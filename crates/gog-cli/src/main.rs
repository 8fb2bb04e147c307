//! gog CLI
//!
//! Links files in the filesystem to copies kept in git repositories.

mod cli;
mod commands;
mod context;
mod error;

use clap::Parser;
use colored::Colorize;
use tracing::Level;
use tracing_subscriber::{EnvFilter, FmtSubscriber};

use cli::{Cli, Commands, RepositoryAction};
use context::Context;
use error::Result;

fn main() {
    if let Err(e) = run() {
        eprintln!("{}: {}", "error".red().bold(), e);
        std::process::exit(1);
    }
}

fn run() -> Result<()> {
    let cli = Cli::parse();
    init_tracing(cli.verbose);

    let ctx = Context::from_env()?;
    execute_command(&ctx, cli.command)
}

fn init_tracing(verbose: bool) {
    let result = if verbose {
        let subscriber = FmtSubscriber::builder()
            .with_max_level(Level::DEBUG)
            .with_target(true)
            .with_writer(std::io::stderr)
            .finish();
        tracing::subscriber::set_global_default(subscriber)
    } else {
        let filter = EnvFilter::try_from_default_env().unwrap_or_else(|_| EnvFilter::new("warn"));
        let subscriber = FmtSubscriber::builder()
            .with_env_filter(filter)
            .with_writer(std::io::stderr)
            .finish();
        tracing::subscriber::set_global_default(subscriber)
    };

    if let Err(e) = result {
        eprintln!("{}: {}", "warning".yellow().bold(), e);
    }
    tracing::debug!("Verbose mode enabled");
}

fn execute_command(ctx: &Context, cmd: Commands) -> Result<()> {
    match cmd {
        Commands::Add { repository, paths } => {
            commands::run_add(ctx, repository.as_deref(), &paths)
        }
        Commands::Remove { repository, paths } => {
            commands::run_remove(ctx, repository.as_deref(), &paths)
        }
        Commands::Apply { repository } => commands::run_apply(ctx, repository.as_deref()),
        Commands::Git { repository, args } => {
            commands::run_git(ctx, repository.as_deref(), &args)
        }
        Commands::Repository { action } => match action {
            RepositoryAction::Add { name, url } => {
                commands::run_repository_add(ctx, &name, url.as_deref())
            }
            RepositoryAction::Remove { name } => commands::run_repository_remove(ctx, &name),
            RepositoryAction::GetDefault { path } => {
                commands::run_repository_get_default(ctx, path)
            }
            RepositoryAction::List { path } => commands::run_repository_list(ctx, path),
        },
    }
}
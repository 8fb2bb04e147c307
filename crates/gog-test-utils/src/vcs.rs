//! [`RecordingVcs`]: a [`VersionControl`] that records instead of running git.

use std::cell::RefCell;
use std::ffi::OsStr;
use std::io;
use std::path::{Path, PathBuf};

use gog_git::{Error, Result, VersionControl};

/// Records every command passed to [`VersionControl::run`].
///
/// Repository discovery and initialisation still go through libgit2, so a
/// sandbox repository is recognised as usual. Commands can be made to fail
/// with [`RecordingVcs::failing`].
#[derive(Debug, Default)]
pub struct RecordingVcs {
    commands: RefCell<Vec<(PathBuf, String)>>,
    fail: bool,
}

impl RecordingVcs {
    /// Succeed on every command.
    pub fn new() -> Self {
        Self::default()
    }

    /// Fail every command, as if git could not be started.
    pub fn failing() -> Self {
        Self {
            fail: true,
            ..Self::default()
        }
    }

    /// The recorded commands, arguments joined by spaces.
    pub fn commands(&self) -> Vec<String> {
        self.commands
            .borrow()
            .iter()
            .map(|(_, args)| args.clone())
            .collect()
    }

    /// Working directories of the recorded commands.
    pub fn working_dirs(&self) -> Vec<PathBuf> {
        self.commands
            .borrow()
            .iter()
            .map(|(cwd, _)| cwd.clone())
            .collect()
    }
}

impl VersionControl for RecordingVcs {
    fn run(&self, cwd: &Path, args: &[&OsStr]) -> Result<()> {
        let rendered = args
            .iter()
            .map(|a| a.to_string_lossy())
            .collect::<Vec<_>>()
            .join(" ");
        self.commands
            .borrow_mut()
            .push((cwd.to_path_buf(), rendered));

        if self.fail {
            return Err(Error::Spawn {
                cwd: cwd.to_path_buf(),
                source: io::Error::other("git disabled for this test"),
            });
        }
        Ok(())
    }
}
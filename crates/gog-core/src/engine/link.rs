//! Projecting repository files outward as symlinks

use std::fs::{self, DirBuilder};
use std::io;
use std::path::{Path, PathBuf};

use gog_fs::{GIT_DIR, ReservedFile, WalkControl, WalkHandler};

use super::Engine;
use crate::report::{LinkEvent, Reporter};
use crate::{Error, Result};

/// What [`Engine::link_file`] did for one file.
#[derive(Debug, Clone, PartialEq, Eq)]
pub enum LinkOutcome {
    /// A new symlink was created.
    Linked(Resolution),
    /// The external path already pointed at the file.
    AlreadyLinked,
    /// The file is in the ignore set.
    Ignored,
    /// The file was skipped; the failure has been reported.
    Failed,
}

/// How the external path was cleared before a symlink was created.
#[derive(Debug, Clone, PartialEq, Eq)]
pub enum Resolution {
    /// Nothing was in the way.
    Created,
    /// A dangling symlink was removed.
    ReplacedBrokenLink,
    /// The existing path was moved to the given backup location.
    BackedUp(PathBuf),
    /// The existing path was deleted (backups disabled).
    Removed,
}

enum Conflict {
    AlreadyLinked,
    Cleared(Resolution),
}

struct LinkWalker<'e, 'a, 'r> {
    engine: &'e Engine<'a>,
    reporter: &'r mut dyn Reporter,
}

impl WalkHandler for LinkWalker<'_, '_, '_> {
    type Error = Error;

    fn on_dir(&mut self, path: &Path) -> Result<WalkControl> {
        let root = self.engine.repo_root();
        if path == root {
            return Ok(WalkControl::Continue);
        }
        if path == root.join(GIT_DIR) {
            return Ok(WalkControl::SkipSubtree);
        }

        match self.engine.prepare_external_dir(path) {
            Ok(()) => Ok(WalkControl::Continue),
            Err(error) => {
                self.reporter.report(LinkEvent::Failed {
                    path: path.to_path_buf(),
                    error,
                });
                Ok(WalkControl::SkipSubtree)
            }
        }
    }

    fn on_file(&mut self, path: &Path) -> Result<()> {
        self.engine.link_file(path, &mut *self.reporter);
        Ok(())
    }
}

impl Engine<'_> {
    /// Link every file below `dir`, creating external directories as needed.
    ///
    /// Per-entry failures are reported and skipped. Only a failure to read the
    /// tree is returned.
    pub fn link_dir(&self, dir: &Path, reporter: &mut dyn Reporter) -> Result<()> {
        let mut walker = LinkWalker {
            engine: self,
            reporter,
        };
        gog_fs::walk(dir, &mut walker)
    }

    /// Link a single repository file to its external location.
    pub fn link_file(&self, file: &Path, reporter: &mut dyn Reporter) -> LinkOutcome {
        if self.is_ignored(file) {
            tracing::debug!(path = %file.display(), "Ignored");
            return LinkOutcome::Ignored;
        }

        let external = self.paths.to_external(file);
        let resolution = match gog_fs::create_symlink(file, &external) {
            Ok(()) => Resolution::Created,
            Err(e) if e.kind() == io::ErrorKind::AlreadyExists => {
                match self.resolve_conflict(file, &external) {
                    Ok(Conflict::AlreadyLinked) => {
                        tracing::debug!(path = %external.display(), "Already linked");
                        return LinkOutcome::AlreadyLinked;
                    }
                    Ok(Conflict::Cleared(resolution)) => {
                        if let Err(e) = gog_fs::create_symlink(file, &external) {
                            return self.fail(file, Error::io(&external, e), reporter);
                        }
                        resolution
                    }
                    Err(error) => return self.fail(file, error, reporter),
                }
            }
            Err(e) => return self.fail(file, Error::io(&external, e), reporter),
        };

        reporter.report(LinkEvent::Linked {
            external,
            internal: file.to_path_buf(),
        });
        if self.track_links {
            if let Err(e) = self.vcs.track(self.repo_root(), file) {
                tracing::warn!(path = %file.display(), error = %e, "Could not add file to git");
            }
        }
        LinkOutcome::Linked(resolution)
    }

    /// Whether `file` is never linked.
    ///
    /// Reserved names match the leaf name at any depth; the ignore pattern is
    /// matched against the path relative to the repository root.
    pub fn is_ignored(&self, file: &Path) -> bool {
        let Some(relative) = self.paths.relative(file) else {
            return false;
        };

        if relative.file_name().is_some_and(ReservedFile::matches) {
            return true;
        }

        self.config
            .ignore_pattern
            .as_ref()
            .is_some_and(|pattern| pattern.is_match(&relative.to_string_lossy()))
    }

    fn fail(&self, file: &Path, error: Error, reporter: &mut dyn Reporter) -> LinkOutcome {
        reporter.report(LinkEvent::Failed {
            path: file.to_path_buf(),
            error,
        });
        LinkOutcome::Failed
    }

    /// Inspect whatever occupies `external` and clear it if that is safe.
    fn resolve_conflict(&self, internal: &Path, external: &Path) -> Result<Conflict> {
        let metadata = fs::symlink_metadata(external).map_err(|e| Error::io(external, e))?;
        if metadata.is_dir() {
            return Err(Error::ExpectedFile {
                path: external.to_path_buf(),
            });
        }

        if metadata.file_type().is_symlink() {
            match dunce::canonicalize(external) {
                Ok(target) => {
                    if dunce::canonicalize(internal).is_ok_and(|internal| internal == target) {
                        return Ok(Conflict::AlreadyLinked);
                    }
                }
                Err(e) if e.kind() == io::ErrorKind::NotFound => {
                    fs::remove_file(external).map_err(|e| Error::io(external, e))?;
                    tracing::debug!(path = %external.display(), "Removed broken symlink");
                    return Ok(Conflict::Cleared(Resolution::ReplacedBrokenLink));
                }
                Err(e) => return Err(Error::io(external, e)),
            }
        }

        self.clear(external).map(Conflict::Cleared)
    }

    /// Back up `external`, or delete it when backups are disabled.
    fn clear(&self, external: &Path) -> Result<Resolution> {
        if self.config.backups_disabled {
            fs::remove_file(external).map_err(|e| Error::io(external, e))?;
            tracing::debug!(path = %external.display(), "Removed existing path");
            return Ok(Resolution::Removed);
        }
        gog_fs::backup(external)
            .map(Resolution::BackedUp)
            .map_err(|source| Error::BackupFailed { source })
    }

    /// Make the external counterpart of `dir` a real directory.
    ///
    /// A symlink in its place is moved aside first.
    fn prepare_external_dir(&self, dir: &Path) -> Result<()> {
        let external = self.paths.to_external(dir);
        if gog_fs::is_symlink(&external) {
            self.clear(&external)?;
        }
        create_dir(&external)
    }
}

#[cfg(unix)]
fn create_dir(path: &Path) -> Result<()> {
    use std::os::unix::fs::DirBuilderExt;

    DirBuilder::new()
        .recursive(true)
        .mode(gog_fs::DIR_MODE)
        .create(path)
        .map_err(|e| Error::io(path, e))
}

#[cfg(not(unix))]
fn create_dir(path: &Path) -> Result<()> {
    DirBuilder::new()
        .recursive(true)
        .create(path)
        .map_err(|e| Error::io(path, e))
}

++++

__TASK REQUIREMENTS__: There is a line above that contains "a real directory.". Copy it and all later lines through the last, exactly, and leave out the rest.

__EXPECTED OUTPUT__:
    /// Make the external counterpart of `dir` a real directory.
    ///
    /// A symlink in its place is moved aside first.
    fn prepare_external_dir(&self, dir: &Path) -> Result<()> {
        let external = self.paths.to_external(dir);
        if gog_fs::is_symlink(&external) {
            self.clear(&external)?;
        }
        create_dir(&external)
    }
}

#[cfg(unix)]
fn create_dir(path: &Path) -> Result<()> {
    use std::os::unix::fs::DirBuilderExt;

    DirBuilder::new()
        .recursive(true)
        .mode(gog_fs::DIR_MODE)
        .create(path)
        .map_err(|e| Error::io(path, e))
}

#[cfg(not(unix))]
fn create_dir(path: &Path) -> Result<()> {
    DirBuilder::new()
        .recursive(true)
        .create(path)
        .map_err(|e| Error::io(path, e))
}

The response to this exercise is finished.